Review: One of the most unexpected reads in a long time. Every place I thought this comic was taking me ended up being even more enjoyable when I was way off. And I get the inpression that Ellis understood this. It feels as if he enjoyed taking me for the ride just as much as I enjoyed taking it.

Rating: 5 stars
Summary: An excellent series - if only they came out more regularly
Review: Perfection must take time. Warren Ellis' "Planetary" series are certainly the best comic books I've read in a long time(and that's saying something). And John Cassaday's art is simply superb. If only they could produce issues more regularly. Not since Alan Moore's Swamp Thing have I seen majesty and claustrophobic conspiracies dealt with so marvelously. Ellis has created three wonderful main characters - but it's not really ABOUT the characters (not yet, anyway...). It's about mining the depths of popular culture for the mysteries that underlie some of our great 20th century icons. These people are archeologists of mystery. What if Godzilla and Mothra were real? Wouldn't someone want to cover it up? What if Superman really came to Earth? Wouldn't our long distance space tracking stations have detected his spaceship and sent someone there to grab the Kryptonian infant when he landed? What is it turned out that John Woo actually based his characters on real Hong Kong cops? And the pop-culture references go on: Wonder Woman, Little Nemo in Slumberland, the giant ants from "Them", the Hulk, Doc Savage, the Shadow, Sherlock Holmes, Dracula, Frankenstein's monster, Captain Marvel, Hellblazer, the Fantastic Four...
"Superheroes in the real world" is a cliche. But make no mistake, this is not the real world. And it ain't X-Files for superheroes either (well, not really). Instead it is a world as much full of wonder and majesty as it is full of darkness and danger. Hey, if Buffy's Joss Wheedon and the amazing Alan Moore both like this book enough to write introductions for it - WHAT ARE YOU WAITING FOR?!! Buy it already.

Rating: 4 stars
Summary: Ellis and Cassaday bring wonder and style back to comics
Review: Planetary is an underground organization that has the sole purpose of discovering the secret, strange, supernatural and wonderful history of the world. Ellis and Cassaday take the reader along with the three person Planetary field team, uncovering hidden legends and encountering grand adventure and wonder - but just as equally pay great homage (or sometimes cheeky irreverence) to the many genres that have enriched fictional history.

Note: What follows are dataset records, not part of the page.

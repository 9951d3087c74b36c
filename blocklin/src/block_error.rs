use blocklin_core::LinMapError;

/// Block algebra and factorization errors.
#[derive(Debug, Clone, PartialEq)]
pub enum BlockError
{
    /// No column left to choose a pivot from.
    EmptyPivot,
    /// Diagonal block of the pivot key is absent.
    MissingDiagonal(String),
    /// Diagonal block of the pivot key failed to be inverted.
    Pivot {
        /// Pivot key.
        key: String,
        /// Cause of the failure.
        err: LinMapError,
    },

    /// Not block diagonal, so [`crate::BlockMatrix::inverse`] is unable to invert.
    NotBlockDiagonal,
    /// Non-square block matrix with a number of rows and columns.
    NotSquare(usize, usize),
    /// Failure of a single [`blocklin_core::LinearMap`].
    LinMap(LinMapError),
}

impl core::fmt::Display for BlockError {
    fn fmt(&self, f: &mut core::fmt::Formatter<'_>) -> core::fmt::Result {
        match &self {
            BlockError::EmptyPivot          => write!(f, "EmptyPivot: no column left to pivot"),
            BlockError::MissingDiagonal(k)  => write!(f, "MissingDiagonal: no diagonal block ({}, {})", k, k),
            BlockError::Pivot { key, err }  => write!(f, "Pivot: diagonal block of {} failed, {}", key, err),
            BlockError::NotBlockDiagonal    => write!(f, "NotBlockDiagonal: unable to invert"),
            BlockError::NotSquare(m, n)     => write!(f, "NotSquare: cannot invert {} x {} block matrix", m, n),
            BlockError::LinMap(err)         => write!(f, "LinMap: {}", err),
        }
    }
}

impl std::error::Error for BlockError {
    fn source(&self) -> Option<&(dyn std::error::Error + 'static)>
    {
        match self {
            BlockError::Pivot { err, .. } | BlockError::LinMap(err) => Some(err),
            _ => None,
        }
    }
}

impl From<LinMapError> for BlockError
{
    fn from(err: LinMapError) -> Self
    {
        BlockError::LinMap(err)
    }
}

//

#[test]
fn test_block_error1()
{
    use std::error::Error;

    let e = BlockError::Pivot { key: "x".to_string(), err: LinMapError::Singular };
    assert_eq!(e.to_string(), "Pivot: diagonal block of x failed, Singular: map is not invertible");
    assert!(e.source().is_some());

    let e: BlockError = LinMapError::NotSquare(1, 2).into();
    assert_eq!(e, BlockError::LinMap(LinMapError::NotSquare(1, 2)));
    assert!(BlockError::EmptyPivot.source().is_none());
}
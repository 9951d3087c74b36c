use num_traits::{Zero, One};
use alloc::vec::Vec;
use alloc::vec;
use crate::{LinAlgEx, Operator, LinMapError, LinearMap};

//

/// Kronecker product representation
///
/// <script src="https://polyfill.io/v3/polyfill.min.js?features=es6"></script>
/// <script id="MathJax-script" async src="https://cdn.jsdelivr.net/npm/mathjax@3/es5/tex-mml-chtml.js"></script>
///
/// \\(A \otimes B\\), whose \\((i, j)\\) block is \\(A_{ij} B\\).
/// Only the two factors are kept; the product is never materialized
/// except by [`LinMapKron::as_dense`].
///
/// Applying it to \\(x = {\rm vec}(X)\\) computes \\({\rm vec}(B X A^T)\\),
/// which costs \\(O(m_B n_B n_A + m_A n_A m_B)\\) instead of \\(O(m_A m_B n_A n_B)\\).
#[derive(Debug, Clone)]
pub struct LinMapKron<L: LinAlgEx>
{
    a: LinearMap<L>,
    b: LinearMap<L>,
}

impl<L: LinAlgEx> LinMapKron<L>
{
    /// Creates an instance.
    ///
    /// Returns [`LinMapKron`] instance of \\(A \otimes B\\).
    pub fn new(a: LinearMap<L>, b: LinearMap<L>) -> Self
    {
        LinMapKron {
            a, b,
        }
    }

    /// Left factor \\(A\\).
    pub fn a(&self) -> &LinearMap<L>
    {
        &self.a
    }

    /// Right factor \\(B\\).
    pub fn b(&self) -> &LinearMap<L>
    {
        &self.b
    }

    pub fn as_dense(&self) -> Vec<L::F>
    {
        let (ma, na) = self.a.size();
        let (mb, nb) = self.b.size();
        let (m, n) = (ma * mb, na * nb);

        let a = self.a.as_dense();
        let b = self.b.as_dense();
        let mut array = vec![L::F::zero(); m * n];

        for j in 0.. na {
            for i in 0.. ma {
                let aij = a[j * ma + i];
                for q in 0.. nb {
                    for p in 0.. mb {
                        array[(j * nb + q) * m + (i * mb + p)] = aij * b[q * mb + p];
                    }
                }
            }
        }

        array
    }

    pub fn transpose(&self) -> Self
    {
        LinMapKron::new(self.a.transpose(), self.b.transpose())
    }

    pub fn scale(&self, alpha: L::F) -> Self
    {
        LinMapKron::new(self.a.scale(alpha), self.b.clone())
    }

    /// Inverse \\(A^{-1} \otimes B^{-1}\\).
    ///
    /// A square product of non-square factors has deficient rank, so it is singular.
    pub fn inverse(&self, eps_zero: L::F) -> Result<Self, LinMapError>
    {
        let (m, n) = self.size();
        if m != n {
            return Err(LinMapError::NotSquare(m, n));
        }

        let a_inv = self.a.inverse(eps_zero).map_err(|_| LinMapError::Singular)?;
        let b_inv = self.b.inverse(eps_zero).map_err(|_| LinMapError::Singular)?;

        Ok(LinMapKron::new(a_inv, b_inv))
    }

    /// Checks if \\((A \otimes B)(C \otimes D) = AC \otimes BD\\) holds,
    /// that is, both pairs of factors are conformable.
    pub fn chains(&self, rhs: &Self) -> bool
    {
        self.a.n() == rhs.a.m() && self.b.n() == rhs.b.m()
    }

    /// Product \\(AC \otimes BD\\), requiring [`LinMapKron::chains`].
    pub fn mult(&self, rhs: &Self) -> Self
    {
        assert!(self.chains(rhs));

        LinMapKron::new(&self.a * &rhs.a, &self.b * &rhs.b)
    }

    fn op_impl(&self, transpose: bool, alpha: L::F, x: &[L::F], beta: L::F, y: &mut[L::F])
    {
        let f0 = L::F::zero();
        let f1 = L::F::one();

        let (ma, na) = self.a.size();
        let (mb, nb) = self.b.size();
        // sizes of op(A) and op(B)
        let (ma, na, mb, nb) = if transpose {(na, ma, nb, mb)} else {(ma, na, mb, nb)};

        assert_eq!(x.len(), na * nb);
        assert_eq!(y.len(), ma * mb);

        if ma == 0 || na == 0 || mb == 0 || nb == 0 {
            L::scale(beta, y);
            return;
        }

        // T = op(B) X, X is nb x na
        let mut t = vec![f0; mb * na];
        for (x_c, t_c) in x.chunks_exact(nb).zip(t.chunks_exact_mut(mb)) {
            if transpose {
                self.b.trans_op(f1, x_c, f0, t_c);
            }
            else {
                self.b.op(f1, x_c, f0, t_c);
            }
        }

        // Y = alpha T op(A)^T + beta Y, row by row
        let mut t_r = vec![f0; na];
        let mut y_r = vec![f0; ma];
        for r in 0.. mb {
            for (c, e) in t_r.iter_mut().enumerate() {
                *e = t[c * mb + r];
            }
            for (c, e) in y_r.iter_mut().enumerate() {
                *e = y[c * mb + r];
            }

            if transpose {
                self.a.trans_op(alpha, &t_r, beta, &mut y_r);
            }
            else {
                self.a.op(alpha, &t_r, beta, &mut y_r);
            }

            for (c, e) in y_r.iter().enumerate() {
                y[c * mb + r] = *e;
            }
        }
    }
}

impl<L: LinAlgEx> Operator<L> for LinMapKron<L>
{
    fn size(&self) -> (usize, usize)
    {
        let (ma, na) = self.a.size();
        let (mb, nb) = self.b.size();

        (ma * mb, na * nb)
    }

    fn op(&self, alpha: L::F, x: &[L::F], beta: L::F, y: &mut[L::F])
    {
        self.op_impl(false, alpha, x, beta, y);
    }

    fn trans_op(&self, alpha: L::F, x: &[L::F], beta: L::F, y: &mut[L::F])
    {
        self.op_impl(true, alpha, x, beta, y);
    }
}

impl<L: LinAlgEx> PartialEq for LinMapKron<L>
{
    fn eq(&self, other: &Self) -> bool
    {
        self.a == other.a && self.b == other.b
    }
}

//

#[test]
fn test_linmap_kron1()
{
    use float_eq::assert_float_eq;
    use crate::FloatGeneric;

    type L = FloatGeneric<f64>;

    let a = LinearMap::<L>::dense(2, 2, vec![ // column-major
        1., 3.,
        2., 4.,
    ]);
    let b = LinearMap::<L>::dense(2, 3, vec![
        1., 0.,
        2., 1.,
        0., 1.,
    ]);
    let k = LinMapKron::new(a, b);
    assert_eq!(k.size(), (4, 6));

    let dense = k.as_dense();
    // first column is A(:,0) (x) B(:,0)
    assert_eq!(dense[0.. 4], [1., 0., 3., 0.]);

    let x = [1., -1., 2., 0.5, 3., -2.];
    let y = &mut[0.; 4];
    let y_ref = &mut[0.; 4];
    k.op(1., &x, 0., y);
    L::transform_ge(false, 4, 6, 1., &dense, &x, 0., y_ref);
    assert_float_eq!(y.as_ref(), y_ref.as_ref(), abs_all <= 1e-9);

    let xt = [1., 2., -3., 4.];
    let z = &mut[1.; 6];
    let z_ref = &mut[1.; 6];
    k.trans_op(2., &xt, -1., z);
    L::transform_ge(true, 4, 6, 2., &dense, &xt, -1., z_ref);
    assert_float_eq!(z.as_ref(), z_ref.as_ref(), abs_all <= 1e-9);
}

Planetary is such a well crafted comic book that you wouldn't need much to enjoy it. Ellis has a natural knack for pacing a story, and supplying us with interesting and believable characters. Cassaday matches him in every respect with solid storytelling and a fantastic design sense that is almost chameleon like - each issue of Planetary is genre based, and Cassaday's skill is such that each genre is faithfully recalled, without ever needing to recycle designs. I must also make mention of the incredible colours supplied by Laura Depuy and David Baron - comic books have rarely looked this vibrant and it is books like this with artists like Cassaday, Depuy and Baron that will break the comics industry free of stigma as a lesser medium to film or "books".

Still - the full enjoyment of this series will hinge on an appreciation for wonder and adventure, for mystery, for humour, for genre conventions - but rarely is a comic presented to you with such variety and lack of baggage that you shouldn't pass it up.

Rating: 5 stars
Summary: One of the best comics out there.
Review: PLANETARY's strengths come from the mysteries surrounding the book (Who is the Fourth Man, what powers do the Four have, what makes the Four so evil, etc) and also from Warren Ellis' analysis of what makes certain ideas in comics so great. After picking this up, read and look for analogies of 1) Pulp heroes, 2) The JLA, 3) Godzilla and other monsters, 4) Hong Kong movies, 5) The Spectre, 6) Captain Marvel (The "Shazam!" one), 7) The Fantastic Four. (And after you're done with this book, go out and find the sequel, PLANETARY: THE FOURTH MAN.)